The Power of the Present Moment
A little while has past, but I have found that becoming present is the only method I have found to curb my racing thoughts. Somedays when I wake up, I am still presented with a plethora of absurd notions riddled with self-pity and worthlessness. The one thing that has remained steady throughout this time is that now I have the chance to set back the clock and restart my day. By taking a few minutes to center myself in the morning I can allow this mind storm to pass and feel the presence in life. Whether its just a couple minutes sitting outside or an hour of yoga, anything and everything that focuses on the present moment brings me out of my head and into life.
Along this journey and through the practice of meditation my life has become much simpler. I still get anxious, but I now have the ability to dissect these feelings. The one constant I’ve found from anxiety and low self-esteem, is that in one way or another these foreboding feelings always stem from fear. This can range from assuming nobody I meet will like me to fearing that if I put my full effort into a career path that I will inevitably fail and be back right where I started. Most of the time I fear that future events will play out poorly and that I will be embarrassed or hurt.

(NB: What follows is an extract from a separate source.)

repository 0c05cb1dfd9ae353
pub mod article;
pub mod errors;
pub mod tag;
pub mod user;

Sometimes I fear how I acted in the past, and what someone may or may not have thought of me. I’ve started to learn that just like all other thoughts, this fear is self-produced, self-inflicting and self-centered.
Everyday I now wake up in fear is just another opportunity to practice growing out of it. To get better and make progress. To embrace the presence of life. I’ve learned that thinking in fear is something that I can’t leave behind at once, but living in fear is something I can change one day at a time.